Armed with this personalized “deep learning” network, the robots’ perception of the children’s responses agreed with assessments by human experts, with a correlation score of 60 percent, the scientists in Science Robotics.
It can be challenging for human observers to reach high levels of agreement about a child’s engagement and behavior. Their correlation scores are usually between 50 and 55 percent. Rudovic and his colleagues suggest that robots that are trained on human observations, as in this study, could someday provide more consistent estimates of these behaviors.
“The long-term goal is not to create robots that will replace human therapists, but to augment them with key information that the therapists can use to personalize the therapy content and also make more engaging and naturalistic interactions between the robots and children with autism,” explains Oggi Rudovic, a postdoc at the Media Lab and first author of the study.
Rosalind Picard, a co-author on the paper and professor at MIT who leads research in affective computing, says that personalization is especially important in autism therapy: A famous adage is, “If you have met one person, with autism, you have met one person with autism.”
“The challenge of creating machine learning and AI that works in autism is particularly vexing, because the usual AI methods require a lot of data that are similar for each category that is learned. In autism where heterogeneity reigns, the normal AI approaches fail,” says Picard. Rudovic, Picard, and their teammates have also been using personalized deep learning in other areas, finding that it improves results for pain monitoring and for forecasting Alzheimer’s disease progression.

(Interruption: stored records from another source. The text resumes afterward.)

#![deny(unsafe_code)]
//! CLI binary for the cielch colour engine.
//!
//! Subcommands:
//! - `inspect <colour>` — decompose a hex colour into LCH
//! - `make` — compose a colour from LCH components
//! - `adjust <colour>` — apply one perceptual adjustment
//! - `gradient <start> <end>` — print an LCH-interpolated ramp

mod error;

use cielch_core::{adjust, colour_from_lch, gradient, lch_from_colour, Clipped, Colour, Lch};
use clap::{Parser, Subcommand};
use error::CliError;
use std::process;

#[derive(Parser)]
#[command(name = "cielch", about = "CIE LCH colour engine CLI")]
struct Cli {
    /// Output as JSON instead of human-readable text.
    #[arg(long, global = true)]
    json: bool,

    #[command(subcommand)]
    command: Command,
}

#[derive(Subcommand)]
enum Command {
    /// Decompose a colour into its LCH components.
    Inspect {
        /// Colour as a hex string ("#rrggbb" or "#rrggbbaa").
        colour: String,
    },
    /// Compose a colour from normalized LCH components.
    Make {
        /// Normalized lightness in [0, 1]; out-of-range values clamp.
        #[arg(short, long)]
        lightness: f64,

        /// Normalized chroma in [0, 1]; out-of-range values clamp.
        #[arg(short, long)]
        chroma: f64,

        /// Normalized hue in turns; values outside [0, 1] wrap.
        #[arg(long)]
        hue: f64,

        /// Alpha in [0, 1].
        #[arg(short, long, default_value_t = 1.0)]
        alpha: f64,
    },
    /// Apply one perceptual adjustment to a colour.
    Adjust {
        /// Colour as a hex string ("#rrggbb" or "#rrggbbaa").
        colour: String,

        /// Replace the normalized lightness.
        #[arg(long)]
        lightness: Option<f64>,

        /// Replace the normalized chroma.
        #[arg(long)]
        chroma: Option<f64>,

        /// Replace the normalized hue.
        #[arg(long)]
        hue: Option<f64>,

        /// Scale lightness by a factor.
        #[arg(long)]
        scale_lightness: Option<f64>,

        /// Scale chroma by a factor (0 gives the grey of equal lightness).
        #[arg(long)]
        scale_chroma: Option<f64>,

        /// Rotate the hue by this many turns.
        #[arg(long)]
        rotate: Option<f64>,

        /// Move lightness towards white by this amount.
        #[arg(long)]
        lighten: Option<f64>,

        /// Move lightness towards black by this amount.
        #[arg(long)]
        darken: Option<f64>,
    },
    /// Print a perceptually even ramp between two colours.
    Gradient {
        /// Start colour as a hex string.
        start: String,

        /// End colour as a hex string.
        end: String,

        /// Number of colours in the ramp, endpoints included.
        #[arg(short, long, default_value_t = 8)]
        steps: usize,
    },
}

type AdjustFn = fn(Colour, f64) -> Clipped;

fn run(cli: Cli) -> Result<(), CliError> {
    match cli.command {
        Command::Inspect { colour } => {
            let colour = Colour::from_hex(&colour)?;
            let lch = lch_from_colour(colour);
            let native = lch.to_native();
            if cli.json {
                let info = serde_json::json!({
                    "colour": colour,
                    "lch": lch,
                    "native": { "l": native.l, "c": native.c, "h": native.h },
                    "alpha": colour.alpha(),
                });
                println!("{}", serde_json::to_string_pretty(&info)?);
            } else {
                println!("{}", colour.to_hex());
                println!("  lch     l {:.4}  c {:.4}  h {:.4}", lch.l, lch.c, lch.h);
                println!("  native  L {:.2}  C {:.2}  H {:.1}", native.l, native.c, native.h);
                println!("  alpha   {:.3}", colour.alpha());
            }
        }
        Command::Make {
            lightness,
            chroma,
            hue,
            alpha,
        } => {
            for (name, value) in [
                ("--lightness", lightness),
                ("--chroma", chroma),
                ("--hue", hue),
                ("--alpha", alpha),
            ] {
                if !value.is_finite() {
                    return Err(CliError::Input(format!("{name} must be a finite number")));
                }
            }
            let clipped = colour_from_lch(Lch::new(lightness, chroma, hue), alpha);
            print_result(clipped, cli.json)?;
        }
        Command::Adjust {
            colour,
            lightness,
            chroma,
            hue,
            scale_lightness,
            scale_chroma,
            rotate,
            lighten,
            darken,
        } => {
            let colour = Colour::from_hex(&colour)?;
            let flags: [(&str, Option<f64>, AdjustFn); 8] = [
                ("--lightness", lightness, adjust::with_lightness),
                ("--chroma", chroma, adjust::with_chroma),
                ("--hue", hue, adjust::with_hue),
                ("--scale-lightness", scale_lightness, adjust::multiply_lightness),
                ("--scale-chroma", scale_chroma, adjust::multiply_chroma),
                ("--rotate", rotate, adjust::rotate_hue),
                ("--lighten", lighten, adjust::lighten),
                ("--darken", darken, adjust::darken),
            ];
            let requested: Vec<(&str, f64, AdjustFn)> = flags
                .into_iter()
                .filter_map(|(name, value, apply)| value.map(|v| (name, v, apply)))
                .collect();
            match requested.as_slice() {
                [(_, value, apply)] => {
                    if !value.is_finite() {
                        return Err(CliError::Input(
                            "adjustment values must be finite numbers".into(),
                        ));
                    }
                    print_result(apply(colour, *value), cli.json)?;
                }
                [] => {
                    return Err(CliError::Input(
                        "pass exactly one adjustment flag (--lightness, --chroma, --hue, \
                         --scale-lightness, --scale-chroma, --rotate, --lighten or --darken)"
                            .into(),
                    ));
                }
                several => {
                    let names: Vec<&str> = several.iter().map(|&(name, ..)| name).collect();
                    return Err(CliError::Input(format!(
                        "adjustment flags are mutually exclusive, got {}",
                        names.join(", ")
                    )));
                }
            }
        }
        Command::Gradient { start, end, steps } => {
            let start = Colour::from_hex(&start)?;
            let end = Colour::from_hex(&end)?;
            let ramp = gradient::steps(start, end, steps);
            if cli.json {
                println!("{}", serde_json::to_string_pretty(&ramp)?);
            } else {
                let mut clipped_count = 0;
                for entry in &ramp {
                    println!("{}", entry.colour.to_hex());
                    if entry.imaginary {
                        clipped_count += 1;
                    }
                }
                if clipped_count > 0 {
                    eprintln!(
                        "note: {clipped_count} of {} ramp colours fell outside the sRGB gamut and were clipped",
                        ramp.len()
                    );
                }
            }
        }
    }

    Ok(())
}

/// Prints a clipped conversion result; in human mode an out-of-gamut
/// request earns a note on stderr but still succeeds.
fn print_result(clipped: Clipped, json: bool) -> Result<(), CliError> {
    if json {
        println!("{}", serde_json::to_string_pretty(&clipped)?);
    } else {
        println!("{}", clipped.colour.to_hex());
        if clipped.imaginary {
            eprintln!("note: the requested colour sits outside the sRGB gamut; channels were clipped");
        }
    }
    Ok(())
}

fn main() {
    let cli = Cli::parse();
    let json_mode = cli.json;
    if let Err(e) = run(cli) {
        if json_mode {
            let j = serde_json::json!({"error": e.to_string(), "exit_code": e.exit_code()});
            eprintln!("{}", serde_json::to_string_pretty(&j).unwrap_or_default());
        } else {
            eprintln!("error: {e}");
        }
        process::exit(e.exit_code());
    }
}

Robot-assisted therapy for autism often works something like this: A human therapist shows a child photos or flash cards of different faces meant to represent different emotions, to teach them how to recognize expressions of fear, sadness, or joy. The therapist then programs the robot to show these same emotions to the child, and observes the child as she or he engages with the robot. The child’s behavior provides valuable feedback that the robot and therapist need to go forward with the lesson.
The researchers used SoftBank Robotics NAO humanoid robots in this study. Almost 2 feet tall and resembling an armored superhero or a droid, NAO conveys different emotions by changing the color of its eyes, the motion of its limbs, and the tone of its voice.
Most of the children in the study reacted to the robot “not just as a toy but related to NAO respectfully as it if was a real person,” especially during storytelling, where the therapists asked how NAO would feel if the children took the robot for an ice cream treat, according to Rudovic.
“Therapists say that engaging the child for even a few seconds can be a big challenge for them, and robots attract the attention of the child,” says Rudovic, explaining why robots have been useful in this type of therapy. “Also, humans change their expressions in many different ways, but the robots always do it in the same way, and this is less frustrating for the child because the child learns in a very structured way how the expressions will be shown.”
One 4-year-old girl hid behind her mother while participating in the session but became much more open to the robot and ended up laughing by the end of the therapy. The sister of one of the Serbian children gave NAO a hug and said “Robot, I love you!” at the end of a session, saying she was happy to see how much her brother liked playing with the robot.